Four Se4sons is open to the public, while the club’s member grill remains private. It’s located on the clubhouse’s second floor and features sweeping course views from three of its sides. “You can enjoy all four seasons from the new space,” says Marr.
One of the club’s upcoming seasonal specials will feature a chicken breast that’s been roasted on cedar paper and then glazed with a kumquat teriyaki sauce. It’s served with roasted fingerlings and asparagus on the cedar paper, which acts as an aromatic.
“We also do a confit airline breast that we serve with a sauté of pork belly, Brussels sprouts and urban mushrooms,” says Marr. “We finish that with a white-wine butter sauce.”
To ensure a good crunch on the skin, Marr salts it and lets it dry out in the cooler overnight. He then rinses it and roasts it to get it crispy, and confits it in duck fat with mirepoix and thyme.

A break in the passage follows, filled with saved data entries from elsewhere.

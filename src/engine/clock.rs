//! Step clock - periodic ticker approximating the device playhead.
use std::sync::atomic::{AtomicU64, Ordering};
use std::sync::mpsc::{channel, Receiver, Sender};
use std::sync::Arc;
use std::thread;
use std::time::{Duration, Instant};

/// Quarter-note subdivision of the tempo.
pub fn tick_interval(bpm: u16) -> Duration {
    Duration::from_secs_f64(60.0 / f64::from(bpm) / 4.0)
}

#[derive(Debug, Clone, Copy, PartialEq, Eq)]
pub enum ClockEvent {
    Tick,
}

/// Single periodic ticker.
///
/// The ticker thread posts into an mpsc channel polled by the engine; it
/// never touches session state itself. A shared generation counter ties
/// each thread to the `start` call that spawned it, so a restart (tempo
/// change) retires the old thread before the new one posts - two ticker
/// instances never coexist.
pub struct StepClock {
    sender: Sender<ClockEvent>,
    receiver: Receiver<ClockEvent>,
    generation: Arc<AtomicU64>,
    ticking: bool,
}

impl StepClock {
    pub fn new() -> Self {
        let (sender, receiver) = channel();

        Self {
            sender,
            receiver,
            generation: Arc::new(AtomicU64::new(0)),
            ticking: false,
        }
    }

    /// Start (or restart) ticking at the given tempo. Any previous ticker
    /// thread is retired first.
    pub fn start(&mut self, bpm: u16) {
        let generation = Arc::clone(&self.generation);
        let born = generation.fetch_add(1, Ordering::SeqCst) + 1;
        let sender = self.sender.clone();
        let interval = tick_interval(bpm);

        thread::spawn(move || {
            let mut last_tick = Instant::now();

            while generation.load(Ordering::SeqCst) == born {
                let now = Instant::now();

                if now.duration_since(last_tick) >= interval {
                    if sender.send(ClockEvent::Tick).is_err() {
                        return;
                    }
                    last_tick = now;
                }

                thread::sleep(Duration::from_millis(1));
            }
        });

        self.ticking = true;
    }

    /// Retire the current ticker thread, if any.
    pub fn stop(&mut self) {
        self.generation.fetch_add(1, Ordering::SeqCst);
        self.ticking = false;
    }

    pub fn is_ticking(&self) -> bool {
        self.ticking
    }

    pub fn poll_events(&self) -> Vec<ClockEvent> {
        let mut events = Vec::new();
        while let Ok(event) = self.receiver.try_recv() {
            events.push(event);
        }
        events
    }
}

impl Default for StepClock {
    fn default() -> Self {
        Self::new()
    }
}

impl Drop for StepClock {
    fn drop(&mut self) {
        self.stop();
    }
}

#[cfg(test)]
mod tests {
    use super::*;

    #[test]
    fn interval_is_a_quarter_note_of_the_tempo() {
        assert_eq!(tick_interval(120), Duration::from_millis(125));
        // 60000 / 140 / 4 ~= 107.14ms
        let interval = tick_interval(140);
        assert!(interval > Duration::from_micros(107_100));
        assert!(interval < Duration::from_micros(107_200));
    }

    #[test]
    fn clock_ticks_while_running_and_stops_cleanly() {
        let mut clock = StepClock::new();
        clock.start(400); // 37.5ms interval
        thread::sleep(Duration::from_millis(300));
        clock.stop();
        assert!(!clock.poll_events().is_empty());

        // give any straggler tick time to land, then confirm silence
        thread::sleep(Duration::from_millis(100));
        clock.poll_events();
        thread::sleep(Duration::from_millis(100));
        assert!(clock.poll_events().is_empty());
    }

    #[test]
    fn restart_replaces_the_ticker() {
        let mut clock = StepClock::new();
        clock.start(120);
        assert!(clock.is_ticking());
        clock.start(240);
        assert!(clock.is_ticking());
        clock.stop();
        assert!(!clock.is_ticking());
    }
}
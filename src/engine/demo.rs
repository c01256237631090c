//! Demo simulator - deterministic synthetic pattern used when no device
//! is reachable.
use crate::pattern::{blank_matrix, CaveArray, CellValue, CHANNELS, GROUPS, PRESETS, STEPS};

/// Synthetic value for one coordinate: `(g + p + c + s) % 3`, with 2
/// folded back to off. Pure, so the demo pattern is reproducible and
/// restartable.
pub fn value(group: usize, preset: usize, channel: usize, step: usize) -> CellValue {
    match (group + preset + channel + step) % 3 {
        1 => CellValue::Active,
        _ => CellValue::Off,
    }
}

/// Build the full synthetic matrix.
pub fn generate() -> CaveArray {
    let mut cave = blank_matrix();
    for (g, presets) in cave.iter_mut().enumerate() {
        for (p, channels) in presets.iter_mut().enumerate() {
            for (c, steps) in channels.iter_mut().enumerate() {
                for (s, cell) in steps.iter_mut().enumerate() {
                    *cell = value(g, p, c, s);
                }
            }
        }
    }
    cave
}
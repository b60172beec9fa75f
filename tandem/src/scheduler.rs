//! The cooperative scheduler: one task per simulator.
//!
//! Each task loops through the same states: wait for a queued step,
//! wait until every dependency can feed that step, gather inputs, step
//! the simulator, publish its outputs to the successors and advance
//! its progress. A global deadlock check runs whenever a task starts
//! waiting; it wakes the most senior blocked simulator when nothing
//! else can move, which is how weak edges make same-time loops
//! progress.

use crate::node::{SimNode, TaskPhase};
use crate::world::RunState;
use futures::FutureExt;
use futures::future::BoxFuture;
use std::sync::Arc;
use std::sync::atomic::Ordering;
use std::time::Duration;
use tandem_types::{InputData, SimulationError, TieredTime, merge_inputs};

/// Run one simulator to completion. Returns the error that aborted the
/// run, if this simulator caused one.
pub(crate) async fn sim_task(run: Arc<RunState>, node: Arc<SimNode>) -> Result<(), SimulationError> {
    let result = drive(&run, &node).await;
    match &result {
        Ok(()) => {
            node.set_phase(TaskPhase::Done);
            // a finished simulator can no longer publish anything new
            node.progress
                .set(TieredTime::from_base(u64::MAX, node.depth));
            tracing::debug!(sid = %node.sid, "simulator finished");
        }
        Err(e) => {
            node.set_phase(TaskPhase::Failed);
            tracing::error!(sid = %node.sid, error = %e, "simulator failed");
        }
    }
    // neighbors re-check their termination conditions
    for other in &run.nodes {
        other.schedule.wake();
    }
    check_deadlock(&run);
    result
}

async fn drive(run: &Arc<RunState>, node: &Arc<SimNode>) -> Result<(), SimulationError> {
    let until = run.until_for(node);

    'main: loop {
        if run.cancel.is_cancelled() || run.terminated.load(Ordering::SeqCst) {
            return Ok(());
        }
        if node.progress.value() >= until {
            return Ok(());
        }
        if !run.graph.succs[node.index].is_empty()
            && run.graph.succs[node.index]
                .iter()
                .all(|&ei| run.nodes[run.graph.edges[ei].dst].is_finished())
        {
            // nobody left to feed
            return Ok(());
        }

        // IDLE_WAIT_STEP
        let t = match node.schedule.next_after(&node.progress.value()) {
            Some(t) if t < until => t,
            _ => {
                if self_stepper_exhausted(run, node) && !rt_still_waiting(run) {
                    return Ok(());
                }
                node.set_phase(TaskPhase::WaitStep);
                check_deadlock(run);
                tokio::select! {
                    _ = node.schedule.step_queued() => {}
                    _ = run.cancel.cancelled() => return Ok(()),
                }
                continue 'main;
            }
        };

        // WAIT_DEPS
        let Some(t) = wait_for_dependencies(run, node, t).await else {
            return Ok(());
        };
        node.set_phase(TaskPhase::Active);

        // GATHER_INPUT
        let inputs = gather_inputs(run, node, &t);

        rt_pace(run, node, &t).await?;

        // STEPPING
        execute_step(run, node, &t, inputs).await?;

        // PUBLISHING + NOTIFY
        publish_outputs(run, node, &t).await?;

        tracing::trace!(
            sid = %node.sid,
            time = %t,
            progress = %format_args!("{:.2}%", world_percent(run)),
            "step complete"
        );
    }
}

/// A simulator with no predecessors stops once it has neither a queued
/// step nor a pending self-step.
fn self_stepper_exhausted(run: &RunState, node: &SimNode) -> bool {
    run.graph.preds[node.index].is_empty()
        && node.schedule.is_empty()
        && node
            .next_self_step
            .lock()
            .expect("next step poisoned")
            .is_none()
}

/// Under real-time pacing the world stays open for external events
/// until the wallclock horizon has passed.
fn rt_still_waiting(run: &RunState) -> bool {
    match run.config.rt_factor {
        Some(factor) => run.started.elapsed().as_secs_f64() < factor * run.until as f64,
        None => false,
    }
}

enum DepCondition {
    /// Data along this edge can still arrive at or before the step.
    Arrival { edge: usize },
    /// Lazy or async-request pacing on a successor.
    Lazy { succ: usize },
}

/// Wait until every dependency of the step at `t` is satisfied, the
/// deadlock resolver releases this simulator, or the run is cancelled
/// (`None`). An earlier queued step re-evaluates the wait.
async fn wait_for_dependencies(
    run: &Arc<RunState>,
    node: &Arc<SimNode>,
    mut t: TieredTime,
) -> Option<TieredTime> {
    loop {
        node.schedule.clear_release();

        let mut unmet: Vec<DepCondition> = Vec::new();
        for &ei in &run.graph.preds[node.index] {
            let edge = &run.graph.edges[ei];
            if edge.src == node.index {
                continue;
            }
            let pred = &run.nodes[edge.src];
            if !pred.progress.arrival_is_after(&edge.interval, &t) {
                unmet.push(DepCondition::Arrival { edge: ei });
            }
        }
        for &ei in &run.graph.succs[node.index] {
            let edge = &run.graph.edges[ei];
            if edge.dst == node.index {
                continue;
            }
            if !(run.config.lazy_stepping || edge.async_requests) {
                continue;
            }
            let succ = &run.nodes[edge.dst];
            if succ.progress.value() < t.project(succ.depth) {
                unmet.push(DepCondition::Lazy { succ: edge.dst });
            }
        }

        if unmet.is_empty() {
            return Some(t);
        }

        let futures: Vec<BoxFuture<'_, ()>> = unmet
            .iter()
            .map(|cond| match cond {
                DepCondition::Arrival { edge } => {
                    let edge = &run.graph.edges[*edge];
                    let pred = &run.nodes[edge.src];
                    pred.progress
                        .arrival_after(edge.interval.clone(), t.clone())
                        .boxed()
                }
                DepCondition::Lazy { succ } => {
                    let succ = &run.nodes[*succ];
                    succ.progress.has_reached(t.project(succ.depth)).boxed()
                }
            })
            .collect();

        node.set_phase(TaskPhase::WaitDeps(t.clone()));
        check_deadlock(run);

        tokio::select! {
            _ = futures::future::join_all(futures) => return Some(t),
            _ = node.schedule.released() => {
                tracing::debug!(sid = %node.sid, time = %t, "released by deadlock resolution");
                return Some(t);
            }
            _ = node.schedule.earlier_step() => {
                if let Some(earlier) = node.schedule.next_after(&node.progress.value()) {
                    if earlier < t {
                        tracing::debug!(sid = %node.sid, from = %t, to = %earlier, "earlier step");
                        t = earlier;
                    }
                }
                continue;
            }
            _ = run.cancel.cancelled() => return None,
        }
    }
}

“I like to cook simply, but deliciously,” says Marr. “I try to pay close attention to the ingredients and let them speak for themselves.”
One such example is his barbecued chicken wing, which he dresses with a Michigan cherry barbecue sauce.
“We roast the wings and fry them to order,” says Marr, who enters a number of barbecue competitions annually. “I usually create a couple of different barbecue sauces every year, but this one stuck with both myself and the membership.”
The sauce starts with a tomato and coffee base. Onions and seasonings are then added before the dried cherries, which plump up as they rehydrate. The sauce, Marr says, goes really well with wings as well as legs, thighs and breasts.
“Chicken has a relatively neutral flavor profile that marries well with the other elements on the plate,” says Marr, who notes that the club always offers chicken as an upsell for salads and as a healthful option for kids. “It’s a workhorse protein.”
Seasonal applications like a grilled chicken breast with a fresh cherry tomato-and-leek relish are a lighter option for both a la carte and events like Mother’s or Father’s Day. But classic chicken dishes with big flavors remain popular on the banquet side.
“You’ll never get away from chicken marsala or chicken picatta,” says Marr, who relies on marinade and a la minute cooking to help maintain moisture. “Our gorgonzola chicken, served with a balsamic onion marmalade, is also really popular for banquets.
“We try to be as creative as possible with chicken,” he continues. “And we must be doing something right, because our members continue to choose these dishes and tell us they love them, because they’re unique, delicious and affordable.”